*** Opening MATERIAL FOR THIS TASK ***

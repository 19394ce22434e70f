//! Synthesizer agent: folds retrieved material into a single answer.

use async_trait::async_trait;
use tracing::{info, instrument};

use super::{Agent, AgentCore};
use crate::error::GenerationError;

pub struct SynthesizerAgent {
    core: AgentCore,
}

impl SynthesizerAgent {
    pub fn new(core: AgentCore) -> Self {
        Self { core }
    }

    #[instrument(name = "agent.synthesize", skip_all, fields(agent_id = %self.core.id()))]
    pub async fn synthesize(
        &self,
        query: &str,
        retrieved_info: &str,
    ) -> Result<String, GenerationError> {
        let prompt = format!(
            "Original query: \"{query}\"\n\n\
             Retrieved information:\n{retrieved_info}\n\n\
             Please synthesize this information into a clear, comprehensive answer.\n\
             Ensure the response is well-structured and directly addresses the query."
        );
        let answer = self.core.generate(&prompt).await?;
        info!(chars = answer.len(), "synthesizer produced answer");
        Ok(answer)
    }
}

#[async_trait]
impl Agent for SynthesizerAgent {
    fn core(&self) -> &AgentCore {
        &self.core
    }

    fn core_mut(&mut self) -> &mut AgentCore {
        &mut self.core
    }
}

#[cfg(test)]
mod tests {
    use super::*;
    use crate::agents::{AgentRole, AgentSettings};
    use crate::llm::ScriptedGenerator;
    use crate::message::{Message, MessageType};
    use crate::prompts::PromptStore;
    use std::sync::Arc;

    #[tokio::test]
    async fn synthesize_embeds_query_and_material() {
        let generator = Arc::new(
            ScriptedGenerator::new("gpt-test").with_replies(["Answer.", "Chatty reply"]),
        );
        let mut agent = SynthesizerAgent::new(AgentCore::new(
            AgentRole::Synthesizer,
            generator.clone(),
            &PromptStore::new(),
            &AgentSettings::default(),
        ));

        let answer = agent
            .synthesize("Why is the sky blue?", "Rayleigh scattering.")
            .await
            .unwrap();
        assert_eq!(answer, "Answer.");

        let prompt = &generator.calls()[0].user_prompt;
        assert!(prompt.contains("Original query: \"Why is the sky blue?\""));
        assert!(prompt.contains("Retrieved information:\nRayleigh scattering."));

        // role operation leaves history alone; process uses it
        assert!(agent.history().is_empty());
        agent
            .process(Message::new("user", "synthesizer", MessageType::Query, "hi"))
            .await
            .unwrap();
        assert_eq!(agent.history().len(), 2);
    }
}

*** Closing MATERIAL FOR THIS TASK ***

▶ **WORK TASK**
Of the lines in the data, report each one containing the string "AgentSettings".

▶ **EXERCISE RESPONSE**
    use crate::agents::{AgentRole, AgentSettings};
            &AgentSettings::default(),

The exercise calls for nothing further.